Records contained in a dataset:
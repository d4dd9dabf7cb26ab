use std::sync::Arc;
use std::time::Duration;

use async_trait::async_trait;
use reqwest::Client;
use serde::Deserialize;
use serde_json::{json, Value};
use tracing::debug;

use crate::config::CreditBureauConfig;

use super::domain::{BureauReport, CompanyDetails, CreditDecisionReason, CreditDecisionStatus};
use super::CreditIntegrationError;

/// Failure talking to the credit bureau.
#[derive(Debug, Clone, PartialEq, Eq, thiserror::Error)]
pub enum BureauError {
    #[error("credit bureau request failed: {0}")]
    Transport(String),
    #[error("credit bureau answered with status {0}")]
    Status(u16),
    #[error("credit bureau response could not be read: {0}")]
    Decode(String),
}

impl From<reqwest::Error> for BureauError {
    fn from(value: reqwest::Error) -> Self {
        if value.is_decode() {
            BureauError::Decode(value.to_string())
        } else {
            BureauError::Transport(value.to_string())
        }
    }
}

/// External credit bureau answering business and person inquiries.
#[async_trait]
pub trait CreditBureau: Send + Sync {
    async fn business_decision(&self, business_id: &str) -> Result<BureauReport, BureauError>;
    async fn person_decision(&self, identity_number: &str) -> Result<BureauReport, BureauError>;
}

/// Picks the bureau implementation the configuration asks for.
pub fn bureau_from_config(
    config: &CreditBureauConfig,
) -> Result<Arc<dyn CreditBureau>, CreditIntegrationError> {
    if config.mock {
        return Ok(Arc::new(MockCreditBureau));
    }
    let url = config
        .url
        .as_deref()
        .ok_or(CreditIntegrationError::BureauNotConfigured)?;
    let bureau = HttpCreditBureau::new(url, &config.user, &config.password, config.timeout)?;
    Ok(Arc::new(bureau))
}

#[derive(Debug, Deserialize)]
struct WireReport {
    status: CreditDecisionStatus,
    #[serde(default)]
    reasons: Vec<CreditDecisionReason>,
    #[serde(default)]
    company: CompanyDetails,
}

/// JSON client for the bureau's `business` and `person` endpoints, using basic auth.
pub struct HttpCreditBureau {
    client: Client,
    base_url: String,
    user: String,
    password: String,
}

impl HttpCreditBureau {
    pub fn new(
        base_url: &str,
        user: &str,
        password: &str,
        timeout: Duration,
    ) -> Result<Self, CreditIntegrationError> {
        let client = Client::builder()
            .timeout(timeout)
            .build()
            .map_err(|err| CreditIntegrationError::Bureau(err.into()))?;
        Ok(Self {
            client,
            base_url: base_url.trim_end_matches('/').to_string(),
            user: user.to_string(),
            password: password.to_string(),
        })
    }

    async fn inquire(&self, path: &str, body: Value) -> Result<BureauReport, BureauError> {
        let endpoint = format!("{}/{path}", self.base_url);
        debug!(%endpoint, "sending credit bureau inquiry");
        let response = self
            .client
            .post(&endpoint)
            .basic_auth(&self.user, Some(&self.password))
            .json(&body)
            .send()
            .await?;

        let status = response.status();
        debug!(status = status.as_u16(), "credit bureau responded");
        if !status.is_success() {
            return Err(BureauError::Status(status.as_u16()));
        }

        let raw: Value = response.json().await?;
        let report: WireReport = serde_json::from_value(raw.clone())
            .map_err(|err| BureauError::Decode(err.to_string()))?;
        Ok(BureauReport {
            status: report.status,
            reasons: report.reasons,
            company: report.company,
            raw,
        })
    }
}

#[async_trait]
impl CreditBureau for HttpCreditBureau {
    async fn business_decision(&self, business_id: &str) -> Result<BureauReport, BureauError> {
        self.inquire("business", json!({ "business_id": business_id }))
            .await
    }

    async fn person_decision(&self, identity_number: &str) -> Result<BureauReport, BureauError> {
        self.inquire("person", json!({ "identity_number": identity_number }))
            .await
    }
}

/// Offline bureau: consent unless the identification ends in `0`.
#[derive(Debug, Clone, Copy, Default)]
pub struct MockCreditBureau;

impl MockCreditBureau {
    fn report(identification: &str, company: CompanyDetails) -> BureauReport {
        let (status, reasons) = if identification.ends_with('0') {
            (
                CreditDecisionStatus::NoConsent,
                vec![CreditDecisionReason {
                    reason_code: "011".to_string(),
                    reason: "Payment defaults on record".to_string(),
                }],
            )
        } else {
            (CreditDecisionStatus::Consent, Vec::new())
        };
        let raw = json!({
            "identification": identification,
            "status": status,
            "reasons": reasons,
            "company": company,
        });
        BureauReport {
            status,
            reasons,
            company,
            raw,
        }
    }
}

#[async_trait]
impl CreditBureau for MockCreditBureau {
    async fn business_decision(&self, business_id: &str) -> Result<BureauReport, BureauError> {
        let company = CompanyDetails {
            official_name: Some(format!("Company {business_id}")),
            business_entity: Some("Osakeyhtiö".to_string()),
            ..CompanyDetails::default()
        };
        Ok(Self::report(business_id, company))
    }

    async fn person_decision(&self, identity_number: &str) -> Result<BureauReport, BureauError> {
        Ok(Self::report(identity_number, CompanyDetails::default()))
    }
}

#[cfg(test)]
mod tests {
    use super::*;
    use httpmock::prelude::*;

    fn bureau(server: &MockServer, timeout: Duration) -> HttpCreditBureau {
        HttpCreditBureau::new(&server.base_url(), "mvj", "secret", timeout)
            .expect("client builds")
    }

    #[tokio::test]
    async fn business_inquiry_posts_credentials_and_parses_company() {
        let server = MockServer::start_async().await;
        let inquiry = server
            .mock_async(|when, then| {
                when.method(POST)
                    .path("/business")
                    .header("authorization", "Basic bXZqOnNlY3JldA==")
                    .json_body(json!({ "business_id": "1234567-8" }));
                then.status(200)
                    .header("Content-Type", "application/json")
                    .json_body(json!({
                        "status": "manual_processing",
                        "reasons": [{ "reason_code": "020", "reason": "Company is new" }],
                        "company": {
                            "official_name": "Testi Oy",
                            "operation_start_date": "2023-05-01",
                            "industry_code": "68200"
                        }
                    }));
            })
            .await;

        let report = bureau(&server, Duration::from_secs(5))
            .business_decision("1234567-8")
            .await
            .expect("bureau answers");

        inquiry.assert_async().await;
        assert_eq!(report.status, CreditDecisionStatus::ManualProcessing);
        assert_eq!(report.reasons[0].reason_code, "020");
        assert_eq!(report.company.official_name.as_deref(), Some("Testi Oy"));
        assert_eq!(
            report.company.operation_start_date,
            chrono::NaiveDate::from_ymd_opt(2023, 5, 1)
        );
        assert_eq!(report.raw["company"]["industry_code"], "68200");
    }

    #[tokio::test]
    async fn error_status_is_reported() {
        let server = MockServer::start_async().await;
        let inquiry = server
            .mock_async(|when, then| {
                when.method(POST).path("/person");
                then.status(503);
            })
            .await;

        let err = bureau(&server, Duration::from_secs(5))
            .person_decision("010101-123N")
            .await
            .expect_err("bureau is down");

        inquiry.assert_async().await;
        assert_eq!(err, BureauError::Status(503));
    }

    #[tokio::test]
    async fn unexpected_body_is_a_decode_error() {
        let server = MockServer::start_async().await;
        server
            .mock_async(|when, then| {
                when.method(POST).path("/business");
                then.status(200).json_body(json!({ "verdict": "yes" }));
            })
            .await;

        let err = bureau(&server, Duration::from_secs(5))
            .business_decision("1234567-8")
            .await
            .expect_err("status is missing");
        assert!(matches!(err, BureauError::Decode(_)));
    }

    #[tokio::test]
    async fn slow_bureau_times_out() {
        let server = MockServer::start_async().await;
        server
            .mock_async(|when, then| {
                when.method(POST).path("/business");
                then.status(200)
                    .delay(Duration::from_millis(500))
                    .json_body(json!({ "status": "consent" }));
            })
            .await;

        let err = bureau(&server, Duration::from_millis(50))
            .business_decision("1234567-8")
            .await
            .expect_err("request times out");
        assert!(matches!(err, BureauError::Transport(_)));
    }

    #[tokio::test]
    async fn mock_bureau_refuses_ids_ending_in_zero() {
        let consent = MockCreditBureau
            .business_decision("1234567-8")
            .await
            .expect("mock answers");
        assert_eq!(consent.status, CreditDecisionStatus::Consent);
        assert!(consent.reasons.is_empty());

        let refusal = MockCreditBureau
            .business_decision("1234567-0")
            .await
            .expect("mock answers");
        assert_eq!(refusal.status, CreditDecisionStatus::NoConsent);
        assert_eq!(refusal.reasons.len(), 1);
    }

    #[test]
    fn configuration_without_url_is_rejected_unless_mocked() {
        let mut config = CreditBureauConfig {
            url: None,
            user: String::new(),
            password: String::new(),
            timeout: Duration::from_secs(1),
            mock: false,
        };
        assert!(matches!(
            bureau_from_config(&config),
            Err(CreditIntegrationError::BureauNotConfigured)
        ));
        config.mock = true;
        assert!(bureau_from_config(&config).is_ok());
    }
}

* [TASK OBJECTIVE] The lines above from the one with "assert!(matches!(err, BureauError::Decode(_)));" through the one with "assert!(consent.reasons.is_empty());" are to be duplicated exactly, ends included, with nothing added.

* [EXERCISE ANSWER]
        assert!(matches!(err, BureauError::Decode(_)));
    }

    #[tokio::test]
    async fn slow_bureau_times_out() {
        let server = MockServer::start_async().await;
        server
            .mock_async(|when, then| {
                when.method(POST).path("/business");
                then.status(200)
                    .delay(Duration::from_millis(500))
                    .json_body(json!({ "status": "consent" }));
            })
            .await;

        let err = bureau(&server, Duration::from_millis(50))
            .business_decision("1234567-8")
            .await
            .expect_err("request times out");
        assert!(matches!(err, BureauError::Transport(_)));
    }

    #[tokio::test]
    async fn mock_bureau_refuses_ids_ending_in_zero() {
        let consent = MockCreditBureau
            .business_decision("1234567-8")
            .await
            .expect("mock answers");
        assert_eq!(consent.status, CreditDecisionStatus::Consent);
        assert!(consent.reasons.is_empty());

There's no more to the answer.